TASK REQUIREMENTS:
Using the entries that follow, collect the lines where the word "McpRegistration" appears.

DATASET RECORDS:
impl Run {
    pub fn new(task_id: Uuid, prompt: impl Into<String>) -> Self {
        Self {
            id: Uuid::new_v4(),
            task_id,
            prompt: prompt.into(),
            status: RunStatus::Pending,
            container_id: None,
            created_at: Utc::now(),
            started_at: None,
            completed_at: None,
        }
    }

    /// Move to `status`, stamping `started_at` when the run begins.
    pub fn set_status(&mut self, status: RunStatus) -> Result<(), StatusTransitionError> {
        if !self.status.can_transition_to(status) {
            return Err(StatusTransitionError {
                from: self.status,
                to: status,
            });
        }
        if status == RunStatus::Running {
            self.started_at = Some(Utc::now());
        }
        self.status = status;
        Ok(())
    }

    /// True when this run holds a container that a newer sibling must stop.
    pub fn holds_live_container(&self) -> bool {
        self.status == RunStatus::Running && self.container_id.is_some()
    }

    /// `siblings` must be every run of the task in creation order (including
    /// this one). The first run gates clone, setup and MCP registration.
    pub fn is_first_run(&self, siblings: &[Run]) -> bool {
        siblings.first().map_or(true, |first| first.id == self.id)
    }
}

// ---------------------------------------------------------------------------
// Volumes
// ---------------------------------------------------------------------------

/// Named path an agent wants persisted across runs, e.g. its home directory.
#[derive(Debug, Clone, PartialEq, Eq, Serialize, Deserialize)]
pub struct AgentVolume {
    pub name: String,
    pub path: String,
}

#[derive(Debug, Clone, PartialEq, Eq, Serialize, Deserialize)]
pub struct VolumeMount {
    /// `None` marks the workspace volume.
    pub volume_name: Option<String>,
    /// Docker volume name.
    pub volume_id: String,
    pub container_path: String,
}

impl VolumeMount {
    pub fn is_workspace(&self) -> bool {
        self.volume_name.is_none()
    }

    /// `volume:container_path` bind string.
    pub fn bind(&self) -> String {
        format!("{}:{}", self.volume_id, self.container_path)
    }
}

// ---------------------------------------------------------------------------
// Task
// ---------------------------------------------------------------------------

#[derive(Debug, Clone, Serialize, Deserialize)]
pub struct Task {
    pub id: Uuid,
    pub project_id: Uuid,
    pub agent_id: Uuid,
    pub user_id: Uuid,
    #[serde(default)]
    pub description: String,
    /// Branch every diff is taken against; detected from the clone when unset.
    #[serde(default)]
    pub target_branch: Option<String>,
    #[serde(default)]
    pub auto_push_enabled: bool,
    #[serde(default)]
    pub auto_push_branch: Option<String>,
    #[serde(default)]
    pub volume_mounts: Vec<VolumeMount>,
    /// Image built from the project's dev Dockerfile, used instead of the agent image.
    #[serde(default)]
    pub dev_image: Option<String>,
    #[serde(default)]
    pub archived_at: Option<DateTime<Utc>>,
    pub created_at: DateTime<Utc>,
}

impl Task {
    /// Create a task with a workspace volume mounted at the agent's working
    /// directory plus one volume per agent-declared path.
    pub fn new(project_id: Uuid, agent: &Agent, user_id: Uuid) -> Self {
        let id = Uuid::new_v4();
        let mut volume_mounts = vec![VolumeMount {
            volume_name: None,
            volume_id: format!("runbox_task_{}_workspace", id.simple()),
            container_path: agent.workplace_path.clone(),
        }];
        volume_mounts.extend(agent.volumes.iter().map(|v| VolumeMount {
            volume_name: Some(v.name.clone()),
            volume_id: format!("runbox_task_{}_{}", id.simple(), v.name),
            container_path: v.path.clone(),
        }));

        Self {
            id,
            project_id,
            agent_id: agent.id,
            user_id,
            description: String::new(),
            target_branch: None,
            auto_push_enabled: false,
            auto_push_branch: None,
            volume_mounts,
            dev_image: None,
            archived_at: None,
            created_at: Utc::now(),
        }
    }

    pub fn workspace_mount(&self) -> Option<&VolumeMount> {
        self.volume_mounts.iter().find(|m| m.is_workspace())
    }

    pub fn volume_binds(&self) -> Vec<String> {
        self.volume_mounts.iter().map(VolumeMount::bind).collect()
    }

    pub fn is_archived(&self) -> bool {
        self.archived_at.is_some()
    }

    /// Branch auto-push targets, if auto-push is on and a branch is set.
    pub fn auto_push_target(&self) -> Option<&str> {
        if !self.auto_push_enabled {
            return None;
        }
        self.auto_push_branch
            .as_deref()
            .map(str::trim)
            .filter(|b| !b.is_empty())
    }
}

// ---------------------------------------------------------------------------
// LogProcessorKind
// ---------------------------------------------------------------------------

/// Which log processor turns an agent's output into steps.
///
/// Parsed by name, so an unknown processor fails when the agent definition
/// is loaded rather than when a run finishes.
#[derive(Debug, Clone, Copy, PartialEq, Eq, Hash, Default, Serialize, Deserialize)]
#[serde(try_from = "String", into = "String")]
pub enum LogProcessorKind {
    Text,
    ClaudeJson,
    ClaudeStreamingJson,
    #[default]
    Auto,
}

impl LogProcessorKind {
    pub fn name(&self) -> &'static str {
        match self {
            LogProcessorKind::Text => "Text",
            LogProcessorKind::ClaudeJson => "ClaudeJson",
            LogProcessorKind::ClaudeStreamingJson => "ClaudeStreamingJson",
            LogProcessorKind::Auto => "Auto",
        }
    }
}

#[derive(Debug, thiserror::Error)]
#[error("unknown log processor '{0}' (expected Text, ClaudeJson, ClaudeStreamingJson or Auto)")]
pub struct UnknownLogProcessor(pub String);

impl FromStr for LogProcessorKind {
    type Err = UnknownLogProcessor;

    fn from_str(s: &str) -> Result<Self, Self::Err> {
        match s.trim() {
            "Text" => Ok(LogProcessorKind::Text),
            "ClaudeJson" => Ok(LogProcessorKind::ClaudeJson),
            "ClaudeStreamingJson" => Ok(LogProcessorKind::ClaudeStreamingJson),
            "Auto" => Ok(LogProcessorKind::Auto),
            other => Err(UnknownLogProcessor(other.to_string())),
        }
    }
}

impl TryFrom<String> for LogProcessorKind {
    type Error = UnknownLogProcessor;

    fn try_from(value: String) -> Result<Self, Self::Error> {
        value.parse()
    }
}

impl From<LogProcessorKind> for String {
    fn from(kind: LogProcessorKind) -> Self {
        kind.name().to_string()
    }
}

impl fmt::Display for LogProcessorKind {
    fn fmt(&self, f: &mut fmt::Formatter<'_>) -> fmt::Result {
        f.write_str(self.name())
    }
}

// ---------------------------------------------------------------------------
// Agent
// ---------------------------------------------------------------------------

/// How to register the agent with an MCP endpoint on a task's first run.
#[derive(Debug, Clone, PartialEq, Eq, Serialize, Deserialize)]
pub struct McpRegistration {
    pub endpoint: String,
    #[serde(default = "default_mcp_server_name")]
    pub server_name: String,
    /// Arguments preceding the server name, e.g. `claude mcp add --transport sse`.
    #[serde(default = "default_mcp_register_arguments")]
    pub register_arguments: Vec<String>,
}

fn default_mcp_server_name() -> String {
    "runbox".into()
}

fn default_mcp_register_arguments() -> Vec<String> {
    ["claude", "mcp", "add", "--transport", "sse"]
        .iter()
        .map(|s| s.to_string())
        .collect()
}

#[derive(Debug, Clone, Serialize, Deserialize)]
pub struct Agent {
    pub id: Uuid,
    pub name: String,
    pub docker_image: String,
    /// Docker endpoint for this agent's containers; the configured default otherwise.
    #[serde(default)]
    pub docker_host: Option<String>,
    pub start_arguments: Vec<String>,
    #[serde(default)]
    pub continue_arguments: Vec<String>,
    pub workplace_path: String,
    #[serde(default)]
    pub user_id: Option<u32>,
    #[serde(default)]
    pub log_processor: LogProcessorKind,
    #[serde(default)]
    pub env_variables: BTreeMap<String, String>,
    #[serde(default)]
    pub volumes: Vec<AgentVolume>,
    #[serde(default)]
    pub mcp: Option<McpRegistration>,
    /// Home directory inside the container; `.gitconfig` is written here.
    #[serde(default)]
    pub home_path: Option<String>,
    #[serde(default)]
    pub instructions_mount_path: Option<String>,
    #[serde(default)]
    pub ssh_mount_path: Option<String>,
}
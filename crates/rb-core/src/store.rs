use std::collections::HashMap;

use async_trait::async_trait;
use chrono::Utc;
use tokio::sync::RwLock;
use uuid::Uuid;

use crate::types::{Agent, Project, Run, RunStatus, Step, Task, User};

// ---------------------------------------------------------------------------
// Error
// ---------------------------------------------------------------------------

#[derive(Debug, thiserror::Error)]
pub enum StoreError {
    #[error("{entity} not found: {id}")]
    NotFound { entity: &'static str, id: Uuid },
    #[error("conflict: {0}")]
    Conflict(String),
    #[error("database: {0}")]
    Database(String),
    #[error("serialization: {0}")]
    Serde(#[from] serde_json::Error),
}

impl From<tokio_rusqlite::Error> for StoreError {
    fn from(err: tokio_rusqlite::Error) -> Self {
        StoreError::Database(err.to_string())
    }
}

pub type Result<T> = std::result::Result<T, StoreError>;

// ---------------------------------------------------------------------------
// RunStore
// ---------------------------------------------------------------------------

/// Persistence the engine reads and writes through.
///
/// Runs of a task and steps of a run are returned in creation order.
#[async_trait]
pub trait RunStore: Send + Sync {
    async fn insert_user(&self, user: &User) -> Result<()>;
    async fn get_user(&self, id: Uuid) -> Result<User>;

    async fn insert_project(&self, project: &Project) -> Result<()>;
    async fn get_project(&self, id: Uuid) -> Result<Project>;

    async fn insert_agent(&self, agent: &Agent) -> Result<()>;
    async fn get_agent(&self, id: Uuid) -> Result<Agent>;

    async fn insert_task(&self, task: &Task) -> Result<()>;
    async fn get_task(&self, id: Uuid) -> Result<Task>;
    async fn update_task(&self, task: &Task) -> Result<()>;

    async fn insert_run(&self, run: &Run) -> Result<()>;
    async fn get_run(&self, id: Uuid) -> Result<Run>;
    async fn update_run(&self, run: &Run) -> Result<()>;
    async fn runs_for_task(&self, task_id: Uuid) -> Result<Vec<Run>>;

    async fn insert_step(&self, step: &Step) -> Result<()>;
    async fn steps_for_run(&self, run_id: Uuid) -> Result<Vec<Step>>;

    /// Soft-delete a task. Refused while one of its runs is still running.
    async fn archive_task(&self, id: Uuid) -> Result<Task> {
        let running = self
            .runs_for_task(id)
            .await?
            .into_iter()
            .any(|r| r.status == RunStatus::Running);
        if running {
            return Err(StoreError::Conflict(format!(
                "task {id} has a running run and cannot be archived"
            )));
        }
        let mut task = self.get_task(id).await?;
        if task.archived_at.is_none() {
            task.archived_at = Some(Utc::now());
            self.update_task(&task).await?;
        }
        Ok(task)
    }
}

// ---------------------------------------------------------------------------
// MemoryStore
// ---------------------------------------------------------------------------

#[derive(Default)]
struct Inner {
    users: HashMap<Uuid, User>,
    projects: HashMap<Uuid, Project>,
    agents: HashMap<Uuid, Agent>,
    tasks: HashMap<Uuid, Task>,
    runs: HashMap<Uuid, Run>,
    run_order: Vec<Uuid>,
    steps: HashMap<Uuid, Vec<Step>>,
}

/// In-process store used by tests and one-shot CLI runs.
#[derive(Default)]
pub struct MemoryStore {
    inner: RwLock<Inner>,
}

impl MemoryStore {
    pub fn new() -> Self {
        Self::default()
    }
}

fn missing(entity: &'static str, id: Uuid) -> StoreError {
    StoreError::NotFound { entity, id }
}

#[async_trait]
impl RunStore for MemoryStore {
    async fn insert_user(&self, user: &User) -> Result<()> {
        self.inner.write().await.users.insert(user.id, user.clone());
        Ok(())
    }

    async fn get_user(&self, id: Uuid) -> Result<User> {
        self.inner
            .read()
            .await
            .users
            .get(&id)
            .cloned()
            .ok_or_else(|| missing("user", id))
    }

    async fn insert_project(&self, project: &Project) -> Result<()> {
        self.inner
            .write()
            .await
            .projects
            .insert(project.id, project.clone());
        Ok(())
    }

    async fn get_project(&self, id: Uuid) -> Result<Project> {
        self.inner
            .read()
            .await
            .projects
            .get(&id)
            .cloned()
            .ok_or_else(|| missing("project", id))
    }

    async fn insert_agent(&self, agent: &Agent) -> Result<()> {
        self.inner
            .write()
            .await
            .agents
            .insert(agent.id, agent.clone());
        Ok(())
    }

    async fn get_agent(&self, id: Uuid) -> Result<Agent> {
        self.inner
            .read()
            .await
            .agents
            .get(&id)
            .cloned()
            .ok_or_else(|| missing("agent", id))
    }

    async fn insert_task(&self, task: &Task) -> Result<()> {
        self.inner.write().await.tasks.insert(task.id, task.clone());
        Ok(())
    }

    async fn get_task(&self, id: Uuid) -> Result<Task> {
        self.inner
            .read()
            .await
            .tasks
            .get(&id)
            .cloned()
            .ok_or_else(|| missing("task", id))
    }

    async fn update_task(&self, task: &Task) -> Result<()> {
        let mut inner = self.inner.write().await;
        match inner.tasks.get_mut(&task.id) {
            Some(slot) => {
                *slot = task.clone();
                Ok(())
            }
            None => Err(missing("task", task.id)),
        }
    }

    async fn insert_run(&self, run: &Run) -> Result<()> {
        let mut inner = self.inner.write().await;
        if inner.runs.insert(run.id, run.clone()).is_none() {
            inner.run_order.push(run.id);
        }
        Ok(())
    }

    async fn get_run(&self, id: Uuid) -> Result<Run> {
        self.inner
            .read()
            .await
            .runs
            .get(&id)
            .cloned()
            .ok_or_else(|| missing("run", id))
    }

    async fn update_run(&self, run: &Run) -> Result<()> {
        let mut inner = self.inner.write().await;
        match inner.runs.get_mut(&run.id) {
            Some(slot) => {
                *slot = run.clone();
                Ok(())
            }
            None => Err(missing("run", run.id)),
        }
    }

    async fn runs_for_task(&self, task_id: Uuid) -> Result<Vec<Run>> {
        let inner = self.inner.read().await;
        Ok(inner
            .run_order
            .iter()
            .filter_map(|id| inner.runs.get(id))
            .filter(|r| r.task_id == task_id)
            .cloned()
            .collect())
    }

    async fn insert_step(&self, step: &Step) -> Result<()> {
        let mut inner = self.inner.write().await;
        if !inner.runs.contains_key(&step.run_id) {
            return Err(missing("run", step.run_id));
        }
        inner
            .steps
            .entry(step.run_id)
            .or_default()
            .push(step.clone());
        Ok(())
    }

    async fn steps_for_run(&self, run_id: Uuid) -> Result<Vec<Step>> {
        Ok(self
            .inner
            .read()
            .await
            .steps
            .get(&run_id)
            .cloned()
            .unwrap_or_default())
    }
}
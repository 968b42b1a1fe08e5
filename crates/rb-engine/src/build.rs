use std::sync::Arc;

use chrono::Utc;
use rb_core::store::RunStore;
use rb_runtime::{ContainerConfigBuilder, ContainerRuntime, DockerEndpoint};
use tracing::{info, instrument, warn};
use uuid::Uuid;

use crate::error::{Result, RunError};
use crate::events::{EventBus, RunEvent};
use crate::executor::RunSettings;

/// Rebuilds a task's dev image from the Dockerfile in its workspace.
pub struct ImageBuilder {
    runtime: Arc<dyn ContainerRuntime>,
    store: Arc<dyn RunStore>,
    bus: EventBus,
    settings: RunSettings,
}

impl ImageBuilder {
    pub fn new(
        runtime: Arc<dyn ContainerRuntime>,
        store: Arc<dyn RunStore>,
        bus: EventBus,
        settings: RunSettings,
    ) -> Self {
        Self {
            runtime,
            store,
            bus,
            settings,
        }
    }

    /// Build a fresh image from the task's repository, record it on the task
    /// and return its tag. The previous image is removed best-effort.
    #[instrument(skip(self))]
    pub async fn rebuild(&self, task_id: Uuid) -> Result<String> {
        let mut task = self.store.get_task(task_id).await?;
        let project = self.store.get_project(task.project_id).await?;
        let agent = self.store.get_agent(task.agent_id).await?;
        let user = self.store.get_user(task.user_id).await?;

        let dockerfile = project
            .dev_dockerfile_path
            .as_deref()
            .map(str::trim)
            .filter(|p| !p.is_empty())
            .ok_or_else(|| {
                RunError::FatalSetup(format!(
                    "project '{}' has no dev Dockerfile configured",
                    project.name
                ))
            })?
            .trim_start_matches("./")
            .to_string();
        let endpoint = DockerEndpoint::resolve(
            agent.docker_host.as_deref(),
            self.settings.docker_endpoint.as_deref(),
        )
        .map_err(|e| RunError::setup("docker endpoint", e))?;

        let context = {
            let builder =
                ContainerConfigBuilder::new(&agent, &project, &user, &task, endpoint.clone());
            let handle = self
                .runtime
                .create(&builder.build())
                .await
                .map_err(|e| RunError::setup("build container", e))?;
            // `/.` archives the directory's contents rather than the directory.
            let archived = self
                .runtime
                .archive_out(&handle, &format!("{}/.", builder.repo_dir()))
                .await;
            self.runtime.cleanup(&handle).await;
            archived.map_err(|e| RunError::setup("workspace export", e))?
        };

        let tag = format!("runbox-dev-{}:{}", task.id.simple(), Utc::now().timestamp());
        self.runtime
            .build_image(&endpoint, context, &dockerfile, &tag)
            .await
            .map_err(|e| RunError::setup("image build", e))?;
        info!(tag = %tag, dockerfile = %dockerfile, "dev image built");

        let previous = task.dev_image.replace(tag.clone());
        self.store.update_task(&task).await?;
        self.bus.publish(RunEvent::TaskUpdated { task_id: task.id });

        if let Some(old) = previous.filter(|old| *old != tag) {
            if let Err(e) = self.runtime.remove_image(&endpoint, &old).await {
                let err = RunError::BestEffortFailure(format!("removing image {old}: {e}"));
                warn!(error = %err, "previous dev image not removed");
            }
        }
        Ok(tag)
    }
}
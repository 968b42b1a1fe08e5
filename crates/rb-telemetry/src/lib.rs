//! Logging setup and trace/span identifiers shared by the runbox binaries.
//!
//! - **Logging**: human-readable or JSON output via `tracing-subscriber`
//! - **Tracing**: OpenTelemetry-shaped trace and span ids for correlating
//!   the log lines of one operation

pub mod logging;
pub mod tracing_setup;

pub use logging::{init_logging, init_logging_json, LogFormat};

RESULT OF THIS TASK:
pub struct McpRegistration {
    pub mcp: Option<McpRegistration>,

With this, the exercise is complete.